Cross-stitch is one of the embroidery techniques known as counted thread embroidery and it is realized in tissues where you can easily count the wires.
There are tissues with regular weft and warp above which produces embroidery, playing an important role when the work is completed.
Most of counted thread embroidery are relatively simple. The main requirements for this type of embroidery are:
- be able to count the wires,
- interpret a pattern or memorize the motif
- acquire an uniform precision in allstitches
Although tecniques are simple, designs that can be made are sometimes very complex.

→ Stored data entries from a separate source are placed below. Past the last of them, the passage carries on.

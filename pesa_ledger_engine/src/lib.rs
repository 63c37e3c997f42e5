//! Pesa Ledger Engine
//!
//! The Pesa Ledger Engine holds the money-movement logic for the platform: payment intents, the
//! per-user coin ledger, the per-shop settlement ledger, withdrawals and gift transfers. It is
//! gateway-agnostic; everything that talks HTTP lives in the server crate.
//!
//! The library is divided into two main sections:
//! 1. Database management and control ([`mod@sqlite`]). Sqlite is the supported backend. You
//!    should never need to access the database directly. Instead, use the public API provided by
//!    the engine. The exception is the data types used in the database. These are defined in the
//!    [`db_types`] module and are public.
//! 2. The engine public API ([`mod@ple_api`]). This provides the public-facing functionality of
//!    the engine: settlement, reversal, withdrawals, gifts and wallet queries. Backends need to
//!    implement the traits in [`traits`] in order to act as a store for the ledger server.
//!
//! The engine also provides a set of events that can be subscribed to. These events are emitted
//! after a settlement, reversal or payout resolution commits. A simple Actor framework is used so
//! that you can easily hook into these events and perform custom actions, such as pushing a
//! notification to the payer.
pub mod db_types;
pub mod events;
pub mod helpers;
mod ple_api;
#[cfg(feature = "sqlite")]
mod sqlite;
pub mod traits;

#[cfg(any(feature = "test_utils", test))]
pub mod test_utils;

#[cfg(feature = "sqlite")]
pub use sqlite::SqliteDatabase;
pub use traits::{AccountManagement, LedgerError, PaymentLedgerDatabase, SettlementContext};
pub use ple_api::{
    errors::SettlementError,
    ledger_objects::{self, FeeSchedule, SettlementResult},
    settlement_api::SettlementApi,
    wallet_api::WalletApi,
};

Cross-stitch is an embroidery technique used in all the world. It’s very easy to do, it is suitable for drawings or abstract figures, and appears with very precise lines. In small work you can get an effect really purposes and elegant – sometimes with subtle nuances – such as Denmark embroidery with his naturalistic themes.
The cross-stitch technique can also be used to create outdoor areas by the figures. In the West, cross-stitch is also used as a contour stitch. In the Anglo-Saxons countries, you can find cross-stitch in paintings, in the eighteenth century this tradition became the basic stitch for decorative samplers.
The first samplers were simply collections of different points of embroidery, worked on fabrics linen and embroidery from preserved as a model. Following the samplers models were transformed into pieces of furniture and were used in a number of reasons used for curtains. Birds, flowers, trees, houses and patriotic images, such as the American eagle were the reasons most widely used. Embroidery a sampler was part of the girls education.
It could use a wide variety of embroidery stitches in these samplers, but cross-stitch embroidery. was tused very often. In tents were embroidered floral subjects like branches, vases with flowers or other stylized flowers. The images of stylized nature, often becoming unrecognizable, were also embroidered cross-stitch clothes also typical species in many countries of Eastern Europe, Morocco and the Middle East.
In most cross-stitch embroidery the background is not embroidered. This inverts when it’s udes another kind of stitch like Assisi stitch: it’s a style developed in Italy in the sixteenth century. Here the background is worked in cross-stitch, or a variant, and the reasons leave empty.